Only one stretch of the data is wanted: the line containing "filename crates/tether-sandbox/src/lib.rs", the line containing "filesystem allow-list with", and every line between them, copied exactly.
── DATASET RECORDS ──
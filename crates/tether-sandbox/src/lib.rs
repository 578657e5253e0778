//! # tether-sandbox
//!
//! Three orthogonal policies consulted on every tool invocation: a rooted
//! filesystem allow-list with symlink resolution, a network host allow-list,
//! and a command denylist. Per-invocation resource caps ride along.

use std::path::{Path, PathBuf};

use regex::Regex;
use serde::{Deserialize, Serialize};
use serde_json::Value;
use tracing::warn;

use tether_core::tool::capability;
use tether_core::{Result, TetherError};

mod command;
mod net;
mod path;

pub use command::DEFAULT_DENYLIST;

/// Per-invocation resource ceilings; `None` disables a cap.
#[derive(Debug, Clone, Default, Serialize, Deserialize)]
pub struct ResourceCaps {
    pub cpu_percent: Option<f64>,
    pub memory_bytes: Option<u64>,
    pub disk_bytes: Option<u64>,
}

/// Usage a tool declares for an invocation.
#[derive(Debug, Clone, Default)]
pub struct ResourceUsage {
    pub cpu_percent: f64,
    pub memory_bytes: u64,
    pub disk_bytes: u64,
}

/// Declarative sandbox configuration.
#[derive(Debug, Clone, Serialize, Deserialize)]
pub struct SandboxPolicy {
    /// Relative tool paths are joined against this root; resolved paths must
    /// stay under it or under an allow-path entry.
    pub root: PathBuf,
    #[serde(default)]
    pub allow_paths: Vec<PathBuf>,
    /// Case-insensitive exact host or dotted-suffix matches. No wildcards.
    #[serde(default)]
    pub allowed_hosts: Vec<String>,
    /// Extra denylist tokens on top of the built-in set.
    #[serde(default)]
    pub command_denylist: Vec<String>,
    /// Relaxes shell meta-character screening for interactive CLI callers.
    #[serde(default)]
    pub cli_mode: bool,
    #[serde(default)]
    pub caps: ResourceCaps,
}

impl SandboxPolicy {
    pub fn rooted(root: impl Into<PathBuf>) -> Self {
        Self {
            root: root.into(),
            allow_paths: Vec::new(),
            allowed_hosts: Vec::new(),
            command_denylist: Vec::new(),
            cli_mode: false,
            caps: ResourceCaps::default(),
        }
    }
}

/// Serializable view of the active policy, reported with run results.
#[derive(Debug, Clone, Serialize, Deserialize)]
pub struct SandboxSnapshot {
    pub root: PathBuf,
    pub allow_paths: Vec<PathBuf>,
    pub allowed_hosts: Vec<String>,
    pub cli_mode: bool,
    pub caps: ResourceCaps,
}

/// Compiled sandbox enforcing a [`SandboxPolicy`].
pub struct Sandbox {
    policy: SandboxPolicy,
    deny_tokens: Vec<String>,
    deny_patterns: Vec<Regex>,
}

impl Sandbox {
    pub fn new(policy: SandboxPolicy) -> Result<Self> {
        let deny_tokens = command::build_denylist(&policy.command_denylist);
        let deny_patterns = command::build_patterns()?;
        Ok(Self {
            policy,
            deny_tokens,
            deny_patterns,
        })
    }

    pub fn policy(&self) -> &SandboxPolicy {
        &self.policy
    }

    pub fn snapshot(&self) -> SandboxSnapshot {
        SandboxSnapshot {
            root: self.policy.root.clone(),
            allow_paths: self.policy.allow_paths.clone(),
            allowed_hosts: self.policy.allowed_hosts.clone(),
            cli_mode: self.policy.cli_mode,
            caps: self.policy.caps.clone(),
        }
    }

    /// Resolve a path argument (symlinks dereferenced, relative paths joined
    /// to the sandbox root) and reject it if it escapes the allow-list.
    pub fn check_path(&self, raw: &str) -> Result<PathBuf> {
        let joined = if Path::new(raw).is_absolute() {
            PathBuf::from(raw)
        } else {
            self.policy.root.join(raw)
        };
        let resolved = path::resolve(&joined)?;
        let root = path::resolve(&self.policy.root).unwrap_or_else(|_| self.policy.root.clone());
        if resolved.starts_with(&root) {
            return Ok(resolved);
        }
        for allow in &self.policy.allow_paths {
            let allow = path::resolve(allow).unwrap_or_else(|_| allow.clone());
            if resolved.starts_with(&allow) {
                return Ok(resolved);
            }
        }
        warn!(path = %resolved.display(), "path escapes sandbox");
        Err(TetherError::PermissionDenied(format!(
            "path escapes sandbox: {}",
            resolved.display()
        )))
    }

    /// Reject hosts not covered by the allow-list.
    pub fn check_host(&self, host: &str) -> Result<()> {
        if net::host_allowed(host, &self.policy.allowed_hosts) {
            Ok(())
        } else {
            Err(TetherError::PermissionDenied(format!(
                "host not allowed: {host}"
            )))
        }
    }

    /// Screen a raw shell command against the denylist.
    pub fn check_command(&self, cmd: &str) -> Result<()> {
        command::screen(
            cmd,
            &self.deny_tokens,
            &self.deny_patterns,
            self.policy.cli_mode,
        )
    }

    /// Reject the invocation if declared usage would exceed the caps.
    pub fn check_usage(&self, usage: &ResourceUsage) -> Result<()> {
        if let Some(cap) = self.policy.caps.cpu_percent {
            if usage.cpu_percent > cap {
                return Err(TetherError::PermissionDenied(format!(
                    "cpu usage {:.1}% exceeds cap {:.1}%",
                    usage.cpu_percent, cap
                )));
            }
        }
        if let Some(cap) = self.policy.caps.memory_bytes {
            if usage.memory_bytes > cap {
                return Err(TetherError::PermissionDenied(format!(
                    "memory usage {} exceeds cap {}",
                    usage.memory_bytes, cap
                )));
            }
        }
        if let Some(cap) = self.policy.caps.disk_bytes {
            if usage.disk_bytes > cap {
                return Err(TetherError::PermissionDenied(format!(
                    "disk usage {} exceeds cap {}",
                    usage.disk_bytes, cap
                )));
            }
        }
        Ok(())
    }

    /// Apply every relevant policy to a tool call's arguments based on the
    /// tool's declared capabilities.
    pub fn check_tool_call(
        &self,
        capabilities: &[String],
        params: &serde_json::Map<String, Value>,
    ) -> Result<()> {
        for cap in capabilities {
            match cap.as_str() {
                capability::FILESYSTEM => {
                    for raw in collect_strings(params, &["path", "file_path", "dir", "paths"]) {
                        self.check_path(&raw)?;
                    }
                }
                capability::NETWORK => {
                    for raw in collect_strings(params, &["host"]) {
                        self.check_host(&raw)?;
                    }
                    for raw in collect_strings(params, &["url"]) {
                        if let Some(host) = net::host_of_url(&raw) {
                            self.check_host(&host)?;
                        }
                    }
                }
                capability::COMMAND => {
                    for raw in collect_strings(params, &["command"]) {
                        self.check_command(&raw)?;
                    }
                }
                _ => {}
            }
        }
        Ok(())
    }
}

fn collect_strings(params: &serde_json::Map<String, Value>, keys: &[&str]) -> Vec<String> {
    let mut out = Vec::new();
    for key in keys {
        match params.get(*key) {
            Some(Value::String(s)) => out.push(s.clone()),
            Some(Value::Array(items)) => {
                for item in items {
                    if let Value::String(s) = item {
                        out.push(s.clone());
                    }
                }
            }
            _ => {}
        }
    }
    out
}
───
── DATASET RECORDS ──
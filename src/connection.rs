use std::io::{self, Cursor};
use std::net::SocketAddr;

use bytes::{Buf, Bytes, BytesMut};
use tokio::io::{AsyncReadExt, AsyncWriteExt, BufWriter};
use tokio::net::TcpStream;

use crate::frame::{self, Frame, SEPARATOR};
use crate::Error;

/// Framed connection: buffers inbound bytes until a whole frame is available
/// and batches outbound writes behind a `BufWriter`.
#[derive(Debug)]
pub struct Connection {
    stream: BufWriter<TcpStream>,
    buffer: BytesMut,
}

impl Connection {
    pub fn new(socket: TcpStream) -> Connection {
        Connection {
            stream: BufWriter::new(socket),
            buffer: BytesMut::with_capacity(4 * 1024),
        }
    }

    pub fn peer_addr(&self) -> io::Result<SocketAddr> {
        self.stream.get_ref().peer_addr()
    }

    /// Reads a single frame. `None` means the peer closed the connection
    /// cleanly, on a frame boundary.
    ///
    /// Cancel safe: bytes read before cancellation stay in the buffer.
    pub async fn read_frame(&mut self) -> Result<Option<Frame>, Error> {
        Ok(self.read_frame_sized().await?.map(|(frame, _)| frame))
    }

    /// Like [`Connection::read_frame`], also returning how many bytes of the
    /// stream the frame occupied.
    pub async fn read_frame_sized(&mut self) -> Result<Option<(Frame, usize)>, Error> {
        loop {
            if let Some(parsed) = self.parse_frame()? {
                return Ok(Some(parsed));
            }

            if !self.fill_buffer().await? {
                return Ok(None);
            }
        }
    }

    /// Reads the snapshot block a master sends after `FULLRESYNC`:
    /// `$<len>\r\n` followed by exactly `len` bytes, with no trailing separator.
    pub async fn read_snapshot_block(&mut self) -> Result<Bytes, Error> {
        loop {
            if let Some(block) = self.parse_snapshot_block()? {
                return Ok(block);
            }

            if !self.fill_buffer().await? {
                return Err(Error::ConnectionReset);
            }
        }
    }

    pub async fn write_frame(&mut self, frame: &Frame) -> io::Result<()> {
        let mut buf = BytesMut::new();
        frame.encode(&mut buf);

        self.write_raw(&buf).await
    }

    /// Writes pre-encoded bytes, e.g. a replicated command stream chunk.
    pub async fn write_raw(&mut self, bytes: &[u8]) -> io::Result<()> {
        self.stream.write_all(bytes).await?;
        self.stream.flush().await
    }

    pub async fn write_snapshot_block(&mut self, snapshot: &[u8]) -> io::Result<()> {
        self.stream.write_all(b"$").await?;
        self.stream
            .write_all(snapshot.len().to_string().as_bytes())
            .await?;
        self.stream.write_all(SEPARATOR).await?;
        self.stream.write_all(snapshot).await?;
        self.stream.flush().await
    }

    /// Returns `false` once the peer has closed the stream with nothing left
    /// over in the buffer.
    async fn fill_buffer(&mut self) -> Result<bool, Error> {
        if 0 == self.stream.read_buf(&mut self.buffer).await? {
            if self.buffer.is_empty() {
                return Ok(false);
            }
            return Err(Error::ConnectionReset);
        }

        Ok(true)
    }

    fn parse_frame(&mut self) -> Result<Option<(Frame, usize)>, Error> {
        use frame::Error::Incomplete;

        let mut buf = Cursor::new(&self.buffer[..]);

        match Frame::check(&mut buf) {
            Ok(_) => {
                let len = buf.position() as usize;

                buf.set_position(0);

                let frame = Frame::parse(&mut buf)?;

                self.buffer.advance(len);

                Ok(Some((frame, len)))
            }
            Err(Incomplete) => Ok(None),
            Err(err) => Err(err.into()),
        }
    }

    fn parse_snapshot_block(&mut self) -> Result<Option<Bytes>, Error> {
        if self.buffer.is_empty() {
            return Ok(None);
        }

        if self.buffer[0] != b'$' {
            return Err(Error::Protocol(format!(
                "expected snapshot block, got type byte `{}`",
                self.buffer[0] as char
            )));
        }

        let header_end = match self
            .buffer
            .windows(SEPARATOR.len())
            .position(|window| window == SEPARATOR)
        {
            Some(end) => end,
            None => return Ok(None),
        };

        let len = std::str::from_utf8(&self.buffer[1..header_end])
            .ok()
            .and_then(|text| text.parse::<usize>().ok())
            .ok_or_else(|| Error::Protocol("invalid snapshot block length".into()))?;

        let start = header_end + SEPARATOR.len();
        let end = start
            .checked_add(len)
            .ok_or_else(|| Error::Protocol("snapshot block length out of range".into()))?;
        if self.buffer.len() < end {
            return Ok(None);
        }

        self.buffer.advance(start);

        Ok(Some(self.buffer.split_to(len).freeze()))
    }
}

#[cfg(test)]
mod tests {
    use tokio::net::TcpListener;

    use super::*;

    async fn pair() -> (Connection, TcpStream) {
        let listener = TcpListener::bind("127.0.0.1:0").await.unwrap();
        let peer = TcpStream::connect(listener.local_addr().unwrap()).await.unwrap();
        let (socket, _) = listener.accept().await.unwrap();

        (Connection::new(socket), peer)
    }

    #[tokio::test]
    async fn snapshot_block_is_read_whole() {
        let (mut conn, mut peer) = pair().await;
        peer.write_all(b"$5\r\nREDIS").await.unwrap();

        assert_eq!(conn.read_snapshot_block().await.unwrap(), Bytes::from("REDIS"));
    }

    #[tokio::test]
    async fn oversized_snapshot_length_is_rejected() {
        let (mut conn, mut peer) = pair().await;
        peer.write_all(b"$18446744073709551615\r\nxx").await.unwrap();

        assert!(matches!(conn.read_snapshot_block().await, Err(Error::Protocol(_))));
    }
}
───
── DATASET RECORDS ──
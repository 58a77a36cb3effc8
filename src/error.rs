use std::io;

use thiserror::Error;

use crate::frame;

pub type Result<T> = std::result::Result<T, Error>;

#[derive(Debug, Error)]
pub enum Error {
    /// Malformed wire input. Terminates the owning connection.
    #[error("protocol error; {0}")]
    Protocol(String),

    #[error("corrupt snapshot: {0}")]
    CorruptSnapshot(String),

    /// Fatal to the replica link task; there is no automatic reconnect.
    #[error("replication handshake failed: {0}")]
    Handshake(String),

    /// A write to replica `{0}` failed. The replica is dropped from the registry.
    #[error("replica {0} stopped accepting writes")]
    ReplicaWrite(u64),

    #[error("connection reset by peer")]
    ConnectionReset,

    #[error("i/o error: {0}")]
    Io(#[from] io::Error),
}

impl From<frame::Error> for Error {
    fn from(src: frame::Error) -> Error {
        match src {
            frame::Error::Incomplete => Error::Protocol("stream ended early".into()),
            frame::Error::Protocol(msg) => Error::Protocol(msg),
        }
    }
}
───
# ANSWER SECTION:
filename crates/tether-sandbox/src/lib.rs
repository 578657e5253e0778
//! # tether-sandbox
//!
//! Three orthogonal policies consulted on every tool invocation: a rooted
//! filesystem allow-list with symlink resolution, a network host allow-list,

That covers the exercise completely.